All of the material must be duplicated exactly, line by line.

*** Block opens ***

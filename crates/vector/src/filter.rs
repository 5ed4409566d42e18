//! Payload predicates applied after similarity ranking
//!
//! Paths are dotted (`specs.color`) and walk nested JSON objects. Numbers
//! compare as f64, strings lexicographically; comparing values of different
//! kinds never matches.

use semsearch_common::{Result, SemsearchError};
use serde::{Deserialize, Serialize};
use serde_json::Value;
use std::cmp::Ordering;
use std::str::FromStr;

use crate::types::Payload;

#[derive(Debug, Clone, PartialEq, Serialize, Deserialize)]
#[serde(tag = "op", rename_all = "snake_case")]
pub enum Filter {
    Eq { field: String, value: Value },
    Ne { field: String, value: Value },
    In { field: String, values: Vec<Value> },
    Gt { field: String, value: Value },
    Gte { field: String, value: Value },
    Lt { field: String, value: Value },
    Lte { field: String, value: Value },
    /// Field present and not null
    Exists { field: String },
    And { filters: Vec<Filter> },
    Or { filters: Vec<Filter> },
    Not { filter: Box<Filter> },
}

impl Filter {
    pub fn eq(field: impl Into<String>, value: impl Into<Value>) -> Self {
        Self::Eq {
            field: field.into(),
            value: value.into(),
        }
    }

    pub fn exists(field: impl Into<String>) -> Self {
        Self::Exists {
            field: field.into(),
        }
    }

    pub fn and(filters: Vec<Filter>) -> Self {
        Self::And { filters }
    }

    pub fn matches(&self, payload: &Payload) -> bool {
        match self {
            Self::Eq { field, value } => lookup(payload, field).is_some_and(|v| same(v, value)),
            Self::Ne { field, value } => !lookup(payload, field).is_some_and(|v| same(v, value)),
            Self::In { field, values } => {
                lookup(payload, field).is_some_and(|v| values.iter().any(|x| same(v, x)))
            }
            Self::Gt { field, value } => ordered(payload, field, value, |o| o == Ordering::Greater),
            Self::Gte { field, value } => ordered(payload, field, value, |o| o != Ordering::Less),
            Self::Lt { field, value } => ordered(payload, field, value, |o| o == Ordering::Less),
            Self::Lte { field, value } => ordered(payload, field, value, |o| o != Ordering::Greater),
            Self::Exists { field } => lookup(payload, field).is_some_and(|v| !v.is_null()),
            Self::And { filters } => filters.iter().all(|f| f.matches(payload)),
            Self::Or { filters } => filters.iter().any(|f| f.matches(payload)),
            Self::Not { filter } => !filter.matches(payload),
        }
    }

    /// Parse one CLI clause: `field=value`, `field!=value`, `field>=3`,
    /// `field<10`, `field?`
    pub fn parse(clause: &str) -> Result<Self> {
        let clause = clause.trim();
        if let Some(field) = clause.strip_suffix('?') {
            return Ok(Self::exists(check_field(field, clause)?));
        }

        let (pos, op) = find_operator(clause).ok_or_else(|| {
            SemsearchError::invalid_parameter(format!("filter '{}' has no operator", clause))
        })?;
        let field = check_field(&clause[..pos], clause)?;
        let value = parse_value(clause[pos + op.len()..].trim());

        Ok(match op {
            "!=" => Self::Ne { field, value },
            ">=" => Self::Gte { field, value },
            "<=" => Self::Lte { field, value },
            ">" => Self::Gt { field, value },
            "<" => Self::Lt { field, value },
            _ => Self::Eq { field, value },
        })
    }

    /// Parse several clauses into one conjunction
    pub fn parse_all<S: AsRef<str>>(clauses: &[S]) -> Result<Option<Self>> {
        let mut filters = clauses
            .iter()
            .map(|c| Self::parse(c.as_ref()))
            .collect::<Result<Vec<_>>>()?;
        Ok(match filters.len() {
            0 => None,
            1 => filters.pop(),
            _ => Some(Self::and(filters)),
        })
    }
}

impl FromStr for Filter {
    type Err = SemsearchError;

    fn from_str(s: &str) -> Result<Self> {
        Self::parse(s)
    }
}

fn lookup<'a>(payload: &'a Payload, path: &str) -> Option<&'a Value> {
    let mut parts = path.split('.');
    let mut current = payload.get(parts.next()?)?;
    for part in parts {
        current = current.as_object()?.get(part)?;
    }
    Some(current)
}

fn same(a: &Value, b: &Value) -> bool {
    match (a.as_f64(), b.as_f64()) {
        (Some(x), Some(y)) => x == y,
        _ => a == b,
    }
}

fn compare(a: &Value, b: &Value) -> Option<Ordering> {
    match (a, b) {
        (Value::Number(x), Value::Number(y)) => x.as_f64()?.partial_cmp(&y.as_f64()?),
        (Value::String(x), Value::String(y)) => Some(x.cmp(y)),
        _ => None,
    }
}

fn ordered(payload: &Payload, field: &str, value: &Value, accept: impl Fn(Ordering) -> bool) -> bool {
    lookup(payload, field)
        .and_then(|v| compare(v, value))
        .is_some_and(accept)
}

fn find_operator(clause: &str) -> Option<(usize, &'static str)> {
    let bytes = clause.as_bytes();
    for (i, b) in bytes.iter().enumerate() {
        let next = bytes.get(i + 1).copied();
        let op = match (b, next) {
            (b'!', Some(b'=')) => "!=",
            (b'>', Some(b'=')) => ">=",
            (b'<', Some(b'=')) => "<=",
            (b'=', _) => "=",
            (b'>', _) => ">",
            (b'<', _) => "<",
            _ => continue,
        };
        return Some((i, op));
    }
    None
}

fn check_field(field: &str, clause: &str) -> Result<String> {
    let field = field.trim();
    if field.is_empty() || field.split('.').any(str::is_empty) {
        return Err(SemsearchError::invalid_parameter(format!(
            "filter '{}' has an empty field name",
            clause
        )));
    }
    Ok(field.to_string())
}

/// JSON literal when it parses as one, plain string otherwise
fn parse_value(raw: &str) -> Value {
    serde_json::from_str(raw).unwrap_or_else(|_| Value::String(raw.to_string()))
}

*** Block closes ***

### RESPONSE
filename crates/vector/src/filter.rs
repository 5ed4409566d42e18
//! Payload predicates applied after similarity ranking
//!
//! Paths are dotted (`specs.color`) and walk nested JSON objects. Numbers
//! compare as f64, strings lexicographically; comparing values of different
//! kinds never matches.

use semsearch_common::{Result, SemsearchError};
use serde::{Deserialize, Serialize};
use serde_json::Value;
use std::cmp::Ordering;
use std::str::FromStr;

use crate::types::Payload;

#[derive(Debug, Clone, PartialEq, Serialize, Deserialize)]
#[serde(tag = "op", rename_all = "snake_case")]
pub enum Filter {
    Eq { field: String, value: Value },
    Ne { field: String, value: Value },
    In { field: String, values: Vec<Value> },
    Gt { field: String, value: Value },
    Gte { field: String, value: Value },
    Lt { field: String, value: Value },
    Lte { field: String, value: Value },
    /// Field present and not null
    Exists { field: String },
    And { filters: Vec<Filter> },
    Or { filters: Vec<Filter> },
    Not { filter: Box<Filter> },
}

impl Filter {
    pub fn eq(field: impl Into<String>, value: impl Into<Value>) -> Self {
        Self::Eq {
            field: field.into(),
            value: value.into(),
        }
    }

    pub fn exists(field: impl Into<String>) -> Self {
        Self::Exists {
            field: field.into(),
        }
    }

    pub fn and(filters: Vec<Filter>) -> Self {
        Self::And { filters }
    }

    pub fn matches(&self, payload: &Payload) -> bool {
        match self {
            Self::Eq { field, value } => lookup(payload, field).is_some_and(|v| same(v, value)),
            Self::Ne { field, value } => !lookup(payload, field).is_some_and(|v| same(v, value)),
            Self::In { field, values } => {
                lookup(payload, field).is_some_and(|v| values.iter().any(|x| same(v, x)))
            }
            Self::Gt { field, value } => ordered(payload, field, value, |o| o == Ordering::Greater),
            Self::Gte { field, value } => ordered(payload, field, value, |o| o != Ordering::Less),
            Self::Lt { field, value } => ordered(payload, field, value, |o| o == Ordering::Less),
            Self::Lte { field, value } => ordered(payload, field, value, |o| o != Ordering::Greater),
            Self::Exists { field } => lookup(payload, field).is_some_and(|v| !v.is_null()),
            Self::And { filters } => filters.iter().all(|f| f.matches(payload)),
            Self::Or { filters } => filters.iter().any(|f| f.matches(payload)),
            Self::Not { filter } => !filter.matches(payload),
        }
    }

    /// Parse one CLI clause: `field=value`, `field!=value`, `field>=3`,
    /// `field<10`, `field?`
    pub fn parse(clause: &str) -> Result<Self> {
        let clause = clause.trim();
        if let Some(field) = clause.strip_suffix('?') {
            return Ok(Self::exists(check_field(field, clause)?));
        }

        let (pos, op) = find_operator(clause).ok_or_else(|| {
            SemsearchError::invalid_parameter(format!("filter '{}' has no operator", clause))
        })?;
        let field = check_field(&clause[..pos], clause)?;
        let value = parse_value(clause[pos + op.len()..].trim());

        Ok(match op {
            "!=" => Self::Ne { field, value },
            ">=" => Self::Gte { field, value },
            "<=" => Self::Lte { field, value },
            ">" => Self::Gt { field, value },
            "<" => Self::Lt { field, value },
            _ => Self::Eq { field, value },
        })
    }

    /// Parse several clauses into one conjunction
    pub fn parse_all<S: AsRef<str>>(clauses: &[S]) -> Result<Option<Self>> {
        let mut filters = clauses
            .iter()
            .map(|c| Self::parse(c.as_ref()))
            .collect::<Result<Vec<_>>>()?;
        Ok(match filters.len() {
            0 => None,
            1 => filters.pop(),
            _ => Some(Self::and(filters)),
        })
    }
}

impl FromStr for Filter {
    type Err = SemsearchError;

    fn from_str(s: &str) -> Result<Self> {
        Self::parse(s)
    }
}

fn lookup<'a>(payload: &'a Payload, path: &str) -> Option<&'a Value> {
    let mut parts = path.split('.');
    let mut current = payload.get(parts.next()?)?;
    for part in parts {
        current = current.as_object()?.get(part)?;
    }
    Some(current)
}

fn same(a: &Value, b: &Value) -> bool {
    match (a.as_f64(), b.as_f64()) {
        (Some(x), Some(y)) => x == y,
        _ => a == b,
    }
}

fn compare(a: &Value, b: &Value) -> Option<Ordering> {
    match (a, b) {
        (Value::Number(x), Value::Number(y)) => x.as_f64()?.partial_cmp(&y.as_f64()?),
        (Value::String(x), Value::String(y)) => Some(x.cmp(y)),
        _ => None,
    }
}

fn ordered(payload: &Payload, field: &str, value: &Value, accept: impl Fn(Ordering) -> bool) -> bool {
    lookup(payload, field)
        .and_then(|v| compare(v, value))
        .is_some_and(accept)
}

fn find_operator(clause: &str) -> Option<(usize, &'static str)> {
    let bytes = clause.as_bytes();
    for (i, b) in bytes.iter().enumerate() {
        let next = bytes.get(i + 1).copied();
        let op = match (b, next) {
            (b'!', Some(b'=')) => "!=",
            (b'>', Some(b'=')) => ">=",
            (b'<', Some(b'=')) => "<=",
            (b'=', _) => "=",
            (b'>', _) => ">",
            (b'<', _) => "<",
            _ => continue,
        };
        return Some((i, op));
    }
    None
}

fn check_field(field: &str, clause: &str) -> Result<String> {
    let field = field.trim();
    if field.is_empty() || field.split('.').any(str::is_empty) {
        return Err(SemsearchError::invalid_parameter(format!(
            "filter '{}' has an empty field name",
            clause
        )));
    }
    Ok(field.to_string())
}

/// JSON literal when it parses as one, plain string otherwise
fn parse_value(raw: &str) -> Value {
    serde_json::from_str(raw).unwrap_or_else(|_| Value::String(raw.to_string()))
}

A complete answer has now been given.